Oleh: Syeikh Muhammad Mar’i al-Amin al-Antaki (Ulama dan mufti Suriah)
Terdapat banyak cara yang dilakukan oleh para penulis hadis untuk memalsukan dan menyelewengkan kebenaran. Keta'assuban tampak jelas terlihat di dalam kitab-kitab mereka. Tatkala terlihat oleh mereka hadis-hadis yang berbicara tentang keutamaan Ali, atau menyingkap kekurangan para khalifah dan sahabat, dengan segera tangan mereka merubah hakikatnya. Berikut ini beberapa contoh dari cara-cara tersebut, hingga peranan yang amat berbahaya yang dilakukan oleh para muhaddis di dalam memalsukan kebenaran.
1. Contoh Pertama:
Manakala Muawiyah hendak mengambil baiat untuk anaknya Yazid, Abdurrahman bin Abu Bakar termasuk salah seorang yang paling keras menentang pembaiatan Yazid. Marwan berpidato di mesjid Rasulullah saw, yang ketika itu dia berkedudukan sebagai gubernur Hijaz yang diangkat oleh Muawiyah. Marwan berkata, "Amirul Mukminin menginginkan keutamaan Anda semua. Dia telah menunjuk anaknya Yazid untuk menjadi khalifah sepeninggalnya." Mendengar itu Abdurrahman bin Abu Bakar berdiri dan berkata, "Demi Allah, engkau telah berdusta, ya Marwan. Dan juga engkau telah berdusta, ya Muawiyah. Keutamaan apa yang engkau inginkan bagi umat Muhammad. Engkau tidak lain ingin menjadikannya menjadi kerajaan, di mana setiap seorang raja mati maka diganti dengan raja yang lain." Marwan berkata, "Inilah orang yang Allah SWT telah turunkan padanya, dan orang yang telah berkata kepada kedua orang tuanya, 'Cis, bagi kamu keduanya.'" Aisyah mendengar perkataan Marwan dari balik tabir. Dia berdiri dari balik tabir dan kemudian berkata, "Hai Marwan, hai Marwan." Maka orang-orang pun diam, dan Marwan menghadapkan wajahnya. Lalu Aisyah berkata, "Engkau katakan kepada Abdurrahman bahwa ayat Al-Qur'an ini turun kepadanya. Engkau dusta. Demi Allah, ayat ini bukan turun padanya, melainkan pada Fulan bin Fulan, namun dia adalah kelompok orang yang dilaknat oleh Allah SWT." Pada riawayat lain disebutkan bahwa Aisyah berkata, "Demi Allah, bukan dia yang dimaksud dalam ayat ini. Akan tetapi Rasulullah saw telah melaknat Bapak Marwan pada saat Marwan masih berada di dalam tulang sulbinya. Maka dengan begitu Marwan termasuk kelompok orang yang dilaknat oleh Allah Azza Wajalla."[124]

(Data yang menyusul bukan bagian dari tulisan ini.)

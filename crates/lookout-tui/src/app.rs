//! Main application state and loop for the Lookout TUI.
//!
//! The `App` struct owns the view switching, filter intents, and the draw
//! loop. All remote data lives behind the [`DataManager`]; the loop only
//! reads its latest snapshots, so a slow endpoint never blocks input.

use std::io;
use std::time::{Duration, Instant};

use crossterm::event::{self, Event, KeyEvent};
use ratatui::{
    backend::CrosstermBackend,
    layout::{Constraint, Direction, Layout, Rect},
    style::{Color, Modifier, Style},
    text::{Line, Span},
    widgets::{Block, Borders, Clear, Paragraph},
    Frame, Terminal,
};

use lookout_core::config::Config;
use lookout_core::resource::LoadStatus;

use crate::data::DataManager;
use crate::event::{AppEvent, InputHandler};
use crate::view::View;
use crate::{board_panel, feed_panel, posts_panel};

/// Result type for app operations.
pub type AppResult<T> = std::result::Result<T, Box<dyn std::error::Error>>;

/// Event poll timeout; also bounds how quickly a background fetch shows up.
const EVENT_POLL_TIMEOUT: Duration = Duration::from_millis(100);

/// Minimum redraw cadence so the header clock and freshly polled data appear
/// without a keypress.
const REDRAW_INTERVAL: Duration = Duration::from_secs(1);

/// Main application state.
pub struct App {
    /// Current active view
    current_view: View,
    /// Input handler for key events
    input_handler: InputHandler,
    /// Whether the app should quit
    should_quit: bool,
    /// Whether to show the help overlay
    show_help: bool,
    /// Status message shown in the footer
    status_message: Option<String>,
    /// List scroll position for the current view
    scroll_offset: usize,
    /// Polling sources and filter state
    data_manager: DataManager,
    /// Dirty flag - whether UI needs redraw
    dirty: bool,
    last_draw: Instant,
}

impl App {
    /// Create a new app instance. Polling starts in [`run`](Self::run), not
    /// here.
    pub fn new(config: &Config) -> anyhow::Result<Self> {
        Ok(Self {
            current_view: View::default(),
            input_handler: InputHandler::new(),
            should_quit: false,
            show_help: false,
            status_message: None,
            scroll_offset: 0,
            data_manager: DataManager::new(config)?,
            dirty: true,
            last_draw: Instant::now(),
        })
    }

    /// Returns the current view.
    pub fn current_view(&self) -> View {
        self.current_view
    }

    /// Returns whether the app should quit.
    pub fn should_quit(&self) -> bool {
        self.should_quit
    }

    /// Returns whether the help overlay is visible.
    pub fn show_help(&self) -> bool {
        self.show_help
    }

    fn mark_dirty(&mut self) {
        self.dirty = true;
    }

    /// Switch to a specific view.
    pub fn switch_view(&mut self, view: View) {
        if self.current_view != view {
            self.current_view = view;
            self.scroll_offset = 0;
            self.status_message = Some(format!(
                "{} (press {} to return here)",
                view.title(),
                view.hotkey()
            ));
            self.mark_dirty();
        }
    }

    /// Go to the next view in the Tab cycle.
    pub fn next_view(&mut self) {
        self.switch_view(self.current_view.next());
    }

    /// Go to the previous view in the Tab cycle.
    pub fn prev_view(&mut self) {
        self.switch_view(self.current_view.prev());
    }

    /// Handle a key event.
    pub fn handle_key_event(&mut self, key: KeyEvent) {
        let event = self.input_handler.handle_key(key);
        self.handle_app_event(event);
    }

    /// Handle an application event.
    pub fn handle_app_event(&mut self, event: AppEvent) {
        match event {
            AppEvent::SwitchView(view) => self.switch_view(view),
            AppEvent::NextView => self.next_view(),
            AppEvent::PrevView => self.prev_view(),
            AppEvent::CycleAgentFilter => {
                let agents = self.data_manager.status_state().data.unwrap_or_default();
                self.data_manager.cycle_agent_filter(&agents);
                let selection = self.data_manager.selection();
                self.status_message = Some(match &selection.agent {
                    Some(agent) => format!("Filtering by agent: {agent}"),
                    None => "Agent filter cleared".to_string(),
                });
                self.mark_dirty();
            }
            AppEvent::CycleKindFilter => {
                self.data_manager.cycle_kind_filter();
                self.status_message = Some(format!(
                    "Type filter: {}",
                    self.data_manager.selection().kind.label()
                ));
                self.mark_dirty();
            }
            AppEvent::ClearFilters => {
                self.data_manager.clear_filters();
                self.status_message = Some("Filters cleared".to_string());
                self.mark_dirty();
            }
            AppEvent::Refresh => {
                self.data_manager.refresh_all();
                self.status_message = Some("Refreshing…".to_string());
                self.mark_dirty();
            }
            AppEvent::NavigateUp => {
                if self.scroll_offset > 0 {
                    self.scroll_offset -= 1;
                    self.mark_dirty();
                }
            }
            AppEvent::NavigateDown => {
                if self.scroll_offset < self.scroll_limit() {
                    self.scroll_offset += 1;
                    self.mark_dirty();
                }
            }
            AppEvent::ShowHelp => {
                self.show_help = true;
                self.mark_dirty();
            }
            AppEvent::Cancel => {
                if self.show_help {
                    self.show_help = false;
                } else {
                    self.status_message = None;
                }
                self.mark_dirty();
            }
            AppEvent::Quit | AppEvent::ForceQuit => self.should_quit = true,
            AppEvent::None => {}
        }
    }

    /// Largest scroll offset that still shows a line in the current view.
    ///
    /// The board view does not scroll.
    fn scroll_limit(&self) -> usize {
        match self.current_view {
            View::Feed => {
                let view = self.data_manager.activity_view();
                self.data_manager
                    .visible_items(&view)
                    .len()
                    .saturating_sub(1)
            }
            View::Posts => self
                .data_manager
                .posts_state()
                .data
                .map(|posts| posts.len().saturating_sub(1))
                .unwrap_or(0),
            View::Board => 0,
        }
    }

    /// Run the main application loop.
    ///
    /// Activates polling on entry and deactivates on every exit path,
    /// including errors from the draw loop.
    pub fn run(&mut self) -> AppResult<()> {
        crossterm::terminal::enable_raw_mode()?;
        let mut stdout = io::stdout();
        crossterm::execute!(stdout, crossterm::terminal::EnterAlternateScreen)?;
        let backend = CrosstermBackend::new(stdout);
        let mut terminal = Terminal::new(backend)?;

        self.data_manager.activate();
        let result = self.run_loop(&mut terminal);
        self.data_manager.deactivate();

        crossterm::terminal::disable_raw_mode()?;
        crossterm::execute!(
            terminal.backend_mut(),
            crossterm::terminal::LeaveAlternateScreen
        )?;
        terminal.show_cursor()?;

        result
    }

    fn run_loop(&mut self, terminal: &mut Terminal<CrosstermBackend<io::Stdout>>) -> AppResult<()> {
        while !self.should_quit {
            let needs_redraw = self.dirty || self.last_draw.elapsed() >= REDRAW_INTERVAL;
            if needs_redraw {
                terminal.draw(|frame| self.draw(frame))?;
                self.dirty = false;
                self.last_draw = Instant::now();
            }

            if event::poll(EVENT_POLL_TIMEOUT)? {
                if let Event::Key(key) = event::read()? {
                    self.handle_key_event(key);
                }
            }
        }
        Ok(())
    }

    /// Draw the UI.
    pub fn draw(&mut self, frame: &mut Frame) {
        let area = frame.area();

        let chunks = Layout::default()
            .direction(Direction::Vertical)
            .constraints([
                Constraint::Length(3), // Header
                Constraint::Min(5),    // Content
                Constraint::Length(2), // Footer
            ])
            .split(area);

        self.draw_header(frame, chunks[0]);
        self.draw_content(frame, chunks[1]);
        self.draw_footer(frame, chunks[2]);

        if self.show_help {
            self.draw_help_overlay(frame, area);
        }
    }

    /// Header: title, clock, and a compact roster health indicator.
    fn draw_header(&mut self, frame: &mut Frame, area: Rect) {
        let now = chrono::Local::now().format("%Y-%m-%d %H:%M:%S").to_string();
        let title = format!(" Lookout — {} ", self.current_view.title());

        let status = self.data_manager.status_state();
        let (status_text, status_color) = match (&status.data, status.status) {
            (None, LoadStatus::Error) => ("[offline]".to_string(), Color::Red),
            (None, _) => ("[connecting…]".to_string(), Color::Yellow),
            (Some(agents), _) => {
                let working = agents.iter().filter(|a| a.state.is_working()).count();
                if status.is_error() {
                    ("[stale]".to_string(), Color::Yellow)
                } else if agents.is_empty() {
                    ("[no agents]".to_string(), Color::DarkGray)
                } else {
                    (format!("[{working}/{} working]", agents.len()), Color::Green)
                }
            }
        };

        let right_len = now.len() + 2 + status_text.len();
        let spacing = area.width.saturating_sub(title.len() as u16 + right_len as u16 + 2) as usize;

        let header = Paragraph::new(Line::from(vec![
            Span::styled(
                title,
                Style::default().fg(Color::Cyan).add_modifier(Modifier::BOLD),
            ),
            Span::raw(" ".repeat(spacing)),
            Span::styled(now, Style::default().fg(Color::DarkGray)),
            Span::raw("  "),
            Span::styled(status_text, Style::default().fg(status_color)),
        ]))
        .block(Block::default().borders(Borders::ALL));

        frame.render_widget(header, area);
    }

    fn draw_content(&mut self, frame: &mut Frame, area: Rect) {
        match self.current_view {
            View::Feed => {
                let activity = self.data_manager.activity_state();
                let view = self.data_manager.activity_view();
                let visible = self.data_manager.visible_items(&view);
                let selection = self.data_manager.selection().clone();
                feed_panel::render(
                    frame,
                    area,
                    &activity,
                    &view,
                    &visible,
                    &selection,
                    self.scroll_offset,
                );
            }
            View::Board => board_panel::render(frame, area, &self.data_manager.board_state()),
            View::Posts => posts_panel::render(
                frame,
                area,
                &self.data_manager.posts_state(),
                self.scroll_offset,
            ),
        }
    }

    /// Footer: hotkey hints, with the status message taking precedence.
    fn draw_footer(&self, frame: &mut Frame, area: Rect) {
        let hotkey_style = Style::default().fg(Color::Cyan);
        let line = match &self.status_message {
            Some(message) => Line::from(Span::styled(
                message.clone(),
                Style::default().fg(Color::Yellow),
            )),
            None => Line::from(vec![
                Span::styled("[f]", hotkey_style),
                Span::raw("Feed "),
                Span::styled("[b]", hotkey_style),
                Span::raw("Board "),
                Span::styled("[p]", hotkey_style),
                Span::raw("Posts "),
                Span::styled("[a]", hotkey_style),
                Span::raw("Agent "),
                Span::styled("[t]", hotkey_style),
                Span::raw("Type "),
                Span::styled("[x]", hotkey_style),
                Span::raw("Clear "),
                Span::styled("[r]", hotkey_style),
                Span::raw("Refresh "),
                Span::styled("[?]", hotkey_style),
                Span::raw("Help "),
                Span::styled("[q]", hotkey_style),
                Span::raw("Quit"),
            ]),
        };

        let footer = Paragraph::new(line)
            .style(Style::default().fg(Color::DarkGray))
            .block(Block::default().borders(Borders::TOP));

        frame.render_widget(footer, area);
    }

    fn draw_help_overlay(&self, frame: &mut Frame, area: Rect) {
        let width = area.width.min(50);
        let height = area.height.min(16);
        let popup = Rect {
            x: area.x + (area.width.saturating_sub(width)) / 2,
            y: area.y + (area.height.saturating_sub(height)) / 2,
            width,
            height,
        };

        let text = "\
 f        Activity feed
 b        Board health
 p        Posts
 Tab      Next view
 a        Cycle agent filter
 t        Cycle type filter
 x        Clear filters
 r        Refresh all sources
 j / k    Scroll
 ?        This help
 Esc      Close help
 q        Quit";

        frame.render_widget(Clear, popup);
        frame.render_widget(
            Paragraph::new(text).block(
                Block::default()
                    .borders(Borders::ALL)
                    .title(" Help ")
                    .border_style(Style::default().fg(Color::Cyan)),
            ),
            popup,
        );
    }
}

Sekarang, coba lihat, bagaimana Bukhari menyelewengkan sesuatu yang memburukkan Muawiyah dan Marwan:
"Marwan berkuasa atas Hijaz. Muawiayah menggunakanya. Marwan berpidato, dan menyebut Yazid bin Muawiyah supaya orang-orang berbaiat kepadanya sepeninggal ayahnya. Kemudian Abdurrahman bin Abu Bakar mengatakan sesuatu, lalu Marwan berkata, 'Tangkap dia', maka Abdurrahman bin Abu Bakar masuk ke rumah Aisyah, sehingga mereka tidak mampu menangkapnya. Marwan ber-kata, 'Orang inilah yang Allah telah turunkan padanya ayat, 'Dan orang yang berkata kepada kedua orang tuanya, 'Cis, bagi kamu berdua.' Apakah Anda menerima alasan saya?!' Kemudian Aisyah berkata dari balik tabir, 'Allah tidak menurunkan sesuatu dari Al-Qur'an padanya, kecuali Allah menurunkan alasan saya.'"[125]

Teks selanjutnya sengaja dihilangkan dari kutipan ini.